The Todd Haynes Bob Dylan biopic I’m Not There has gotten so much press for so long we kept forgetting it wasn't actually released until today! The high-concept Oscar contender, for those who haven’t heard a million times already, features six different actors portraying a Dylan-type character at different stages of his career. It opens today at select theaters but film buffs have been cultivating opinions about the polarizing film since it first screened at the Toronto Film Festival in September. We were not there for any of the screenings, but here’s a sample of the critical buzz.

In today’s rather inspired Times review, A.O. Scott sprouts more arms than a Hindu deity and emphatically raises countless thumbs at Haynes, calling it a “masterwork” that “hurls a Molotov cocktail through the facade of the Hollywood biopic factory.” (Just wait until Scott sees Walk Hard!) Across town at The New Yorker, the ever-so-clever T-Bone Lane comes off like the kind of square who would have booed Dylan for going electric at Newport; Lane says his “patience snapped, and I doubt whether that of Dylan fans will prove any more elastic… It makes Yellow Submarine look like a miracle of sober narrative.” Hoot, hoot!

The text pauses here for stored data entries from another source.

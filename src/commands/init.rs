// SPDX-License-Identifier: Apache-2.0

//! Store the OpenAI and Linear API keys.
//!
//! Collects the two secrets via masked prompts, asks for confirmation
//! (skippable with `--yes`), and overwrites the credential file wholesale.
//! Declining the confirmation leaves any existing file untouched and exits 0.

use anyhow::{Context, Result};
use console::style;
use dialoguer::{Confirm, Password};
use tracing::info;

use super::spinner;
use crate::credentials::{ApiKeys, CredentialStore};

/// Run the init command.
pub fn run(yes: bool) -> Result<()> {
    let keys = prompt_for_keys()?;

    if !yes {
        let proceed = Confirm::new()
            .with_prompt("Proceed with storing the provided keys?")
            .default(true)
            .interact()
            .context("Failed to get user confirmation")?;

        if !proceed {
            println!("{}", style("Aborted. No keys were stored.").dim());
            return Ok(());
        }
    }

    let store = CredentialStore::new();
    let pb = spinner("Storing API keys...");
    let saved = store.save(&keys);
    pb.finish_and_clear();
    saved?;

    info!(path = %store.path().display(), "Credential file written");
    println!();
    println!(
        "{} Project initialization completed. Your API keys have been stored.",
        style("Success!").green().bold()
    );
    println!();

    Ok(())
}

/// Collects the two secrets via masked prompts.
///
/// No validation of secret format - the keys are stored as entered.
fn prompt_for_keys() -> Result<ApiKeys> {
    let open_ai_key = Password::new()
        .with_prompt("Please provide your OpenAI API key")
        .allow_empty_password(true)
        .interact()
        .context("Failed to read OpenAI API key")?;

    let linear_key = Password::new()
        .with_prompt("Please provide your Linear API key")
        .allow_empty_password(true)
        .interact()
        .context("Failed to read Linear API key")?;

    Ok(ApiKeys {
        open_ai_key,
        linear_key,
    })
}
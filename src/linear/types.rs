// SPDX-License-Identifier: Apache-2.0

//! Response types for the Linear GraphQL API.

use serde::Deserialize;

/// A team in the Linear workspace.
///
/// Ephemeral - fetched fresh each run to resolve the destination of
/// created issues.
#[derive(Debug, Clone, PartialEq, Eq, Deserialize)]
pub struct Team {
    /// Team identifier (UUID).
    pub id: String,
    /// Team display name.
    pub name: String,
}

/// Teams connection from the GraphQL response.
#[derive(Debug, Deserialize)]
pub struct TeamConnection {
    /// List of team nodes.
    pub nodes: Vec<Team>,
}

/// `data` payload of the teams query.
#[derive(Debug, Deserialize)]
pub struct TeamsData {
    /// Teams container.
    pub teams: TeamConnection,
}

/// `issueCreate` payload from the GraphQL response.
#[derive(Debug, Deserialize)]
pub struct IssueCreatePayload {
    /// Whether the mutation succeeded.
    pub success: bool,
    /// The created issue, when present.
    pub issue: Option<CreatedIssue>,
}

/// `data` payload of the issue creation mutation.
#[derive(Debug, Deserialize)]
pub struct IssueCreateData {
    /// Mutation payload.
    #[serde(rename = "issueCreate")]
    pub issue_create: IssueCreatePayload,
}

/// A created Linear issue.
#[derive(Debug, Clone, Deserialize)]
pub struct CreatedIssue {
    /// Human-readable identifier (e.g., "ENG-42").
    pub identifier: String,
    /// URL of the issue.
    pub url: String,
}

#[cfg(test)]
mod tests {
    use super::*;

    #[test]
    fn test_teams_data_parsing() {
        let json = r#"{
            "teams": {
                "nodes": [
                    {"id": "team-uuid-1", "name": "Engineering"},
                    {"id": "team-uuid-2", "name": "Design"}
                ]
            }
        }"#;

        let parsed: TeamsData = serde_json::from_str(json).expect("deserialize");
        assert_eq!(parsed.teams.nodes.len(), 2);
        assert_eq!(parsed.teams.nodes[0].name, "Engineering");
    }

    #[test]
    fn test_issue_create_data_parsing() {
        let json = r#"{
            "issueCreate": {
                "success": true,
                "issue": {"identifier": "ENG-42", "url": "https://linear.app/x/issue/ENG-42"}
            }
        }"#;

        let parsed: IssueCreateData = serde_json::from_str(json).expect("deserialize");
        assert!(parsed.issue_create.success);
        assert_eq!(
            parsed.issue_create.issue.expect("issue").identifier,
            "ENG-42"
        );
    }

    #[test]
    fn test_issue_create_without_issue_node() {
        let json = r#"{"issueCreate": {"success": false, "issue": null}}"#;

        let parsed: IssueCreateData = serde_json::from_str(json).expect("deserialize");
        assert!(!parsed.issue_create.success);
        assert!(parsed.issue_create.issue.is_none());
    }
}
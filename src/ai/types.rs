// SPDX-License-Identifier: Apache-2.0

//! Request/response types for the OpenAI chat completions API.

use serde::{Deserialize, Serialize};

/// A chat message for the completions API.
#[derive(Debug, Clone, Serialize, Deserialize)]
pub struct ChatMessage {
    /// Role: "system", "user", or "assistant".
    pub role: String,
    /// Message content.
    pub content: String,
}

/// Request body for the chat completions API.
#[derive(Debug, Serialize)]
pub struct ChatCompletionRequest {
    /// Model identifier (e.g., "gpt-4o").
    pub model: String,
    /// List of messages in the conversation.
    pub messages: Vec<ChatMessage>,
    /// Response format specification.
    #[serde(skip_serializing_if = "Option::is_none")]
    pub response_format: Option<ResponseFormat>,
}

/// Response format specification for structured output.
#[derive(Debug, Serialize)]
pub struct ResponseFormat {
    /// Type of response format ("`json_object`" for structured output).
    #[serde(rename = "type")]
    pub format_type: String,
}

/// Response from the chat completions API.
#[derive(Debug, Deserialize)]
pub struct ChatCompletionResponse {
    /// List of choices (usually just one).
    pub choices: Vec<Choice>,
}

/// A single choice in the chat completion response.
#[derive(Debug, Deserialize)]
pub struct Choice {
    /// The generated message.
    pub message: ChatMessage,
}

/// An issue proposal extracted from the input text.
///
/// Ephemeral - produced by the model call and discarded after the run.
#[derive(Debug, Clone, PartialEq, Eq, Serialize, Deserialize)]
pub struct IssueProposal {
    /// Issue title.
    pub title: String,
    /// Issue description (markdown).
    pub description: String,
}

/// Structured extraction response from the model.
///
/// This is the expected JSON shape of the message content.
#[derive(Debug, Deserialize)]
pub struct ExtractionResponse {
    /// Extracted issue proposals.
    pub issues: Vec<IssueProposal>,
}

Writing for New York Magazine, David Edelstein jeers, “It’s the movie that isn’t there. What’s meant to be archetypal comes across as superficial…Either Haynes doesn’t know where the drama is or he doesn’t want to know.” Rolling Stone counters old man Edelstein, “So what if nothing is revealed… don't hang back with the brutes who dis it as art-house blather. It's a feast for the eyes, the ears and the Dylanologist scratching around our minds and hearts.” Andrew Sarris at the NY Observer hung back anyway and was “bored and confused”, while Slate is reassuring: “Even if you're one of those viewers who finds Haynes an overly cerebral director (I'm not), this music provides an emotional scaffolding that sustains the film.”

Clearly, a critical consensus is not there, but the film is currently scoring a high approval rating at Rotten Tomatoes. At this point, the opinion that matters most is the one held by the person considering buying a ticket. So potential ticket buyers, will you be there or not?